Years of exposure to the sun’s harmful ultraviolet (UV) rays damages your skin, but you may not see the signs for years. When you do, you’ll notice small patches of darker skin that sometimes have a rough or scaly texture. Most people call these sun spots, but in the medical community, we call it actinic keratosis or AK.
AK doesn’t put you in immediate danger, but it’s a precancerous warning sign that more serious complications may be in your future, which is why it’s important to treat it and eliminate it as soon as possible.
And that’s what we do here at Easton Dermatology Associates in Easton and Salisbury, Maryland. Our team of expert dermatologists offers a comprehensive line of services to address all your skin’s issues from rashes and rosacea to melasma and melanoma.

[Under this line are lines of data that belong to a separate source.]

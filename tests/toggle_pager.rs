use kata_form_dom::{
	pager::{Dot, TabPager},
	toggle::{self, AccessType, AccessVisibility, LanguageToggle},
};

#[test]
fn access_sections() {
	for (id, access) in [
		("access_application", AccessType::AccessApplication),
		("direct_download", AccessType::DirectDownload),
		("access_request", AccessType::AccessRequest),
		("contact_owner", AccessType::ContactOwner),
	] {
		assert_eq!(id.parse::<AccessType>().unwrap(), access);
		assert_eq!(access.id(), id);

		let shown: Vec<&str> = toggle::access_visibility(access).sections().iter().filter(|(_, visible)| *visible).map(|(section, _)| *section).collect();
		match access {
			AccessType::ContactOwner => assert!(shown.is_empty()),
			_ => assert_eq!(shown, vec![format!("urlDiv_{id}")]),
		}
	}
	assert!("open".parse::<AccessType>().is_err());
	assert_eq!(toggle::access_visibility(AccessType::ContactOwner), AccessVisibility::default());
}

#[test]
fn language_section() {
	assert_eq!(
		toggle::toggle_language(false, false),
		LanguageToggle {
			visible: true,
			warn_data_loss: false,
		}
	);
	assert_eq!(
		toggle::toggle_language(true, true),
		LanguageToggle {
			visible: false,
			warn_data_loss: true,
		}
	);
	assert!(!toggle::toggle_language(false, true).warn_data_loss);
	assert!(!toggle::toggle_language(true, false).warn_data_loss);
}

#[test]
fn pager() {
	let mut pager = TabPager::new(3);
	assert!(!pager.can_prev());
	assert_eq!(pager.prev(), None);
	assert_eq!(pager.indicator(), vec![Dot::Filled, Dot::Empty, Dot::Empty]);

	assert_eq!(pager.next(), Some(1));
	assert_eq!(pager.next(), Some(2));
	assert_eq!(pager.next(), None);
	assert_eq!(pager.indicator(), vec![Dot::Empty, Dot::Empty, Dot::Filled]);

	assert!(!pager.select(3));
	assert!(pager.select(0));
	assert_eq!(pager.active(), 0);
	assert_eq!(pager.count(), 3);

	let empty = TabPager::new(0);
	assert!(!empty.can_next());
	assert!(empty.indicator().is_empty());
}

When it comes to actinic keratosis, we use a highly effective treatment called photodynamic therapy (PDT). Here’s how it works.
AKs are pretty common in the US — more than 58 million have at least one somewhere on their body, typically on their face, shoulders, scalp, or anywhere the sun hits.
Though only about 10% of AKs lead to cancer (typically squamous cell carcinoma), most cases of squamous cell carcinoma (SCC) start out as AKs. If you have one AK, you’re more likely than others to get more AKs throughout your lifetime, and you’re at a higher risk for developing cancer.
The good news is that AKs are highly treatable, and we can do it with a quick, noninvasive procedure here in our office.
When the sun shines, the light looks bright and white, but if you looked at it through a prism, you’d see that it’s really a full rainbow of colors that appear white when they all come together.
This white light is only a portion of the entire electromagnetic spectrum, which contains other wavelengths that the human eye can’t see, like the sun’s ultraviolet radiation rays, which are what burn your skin and damage your cells.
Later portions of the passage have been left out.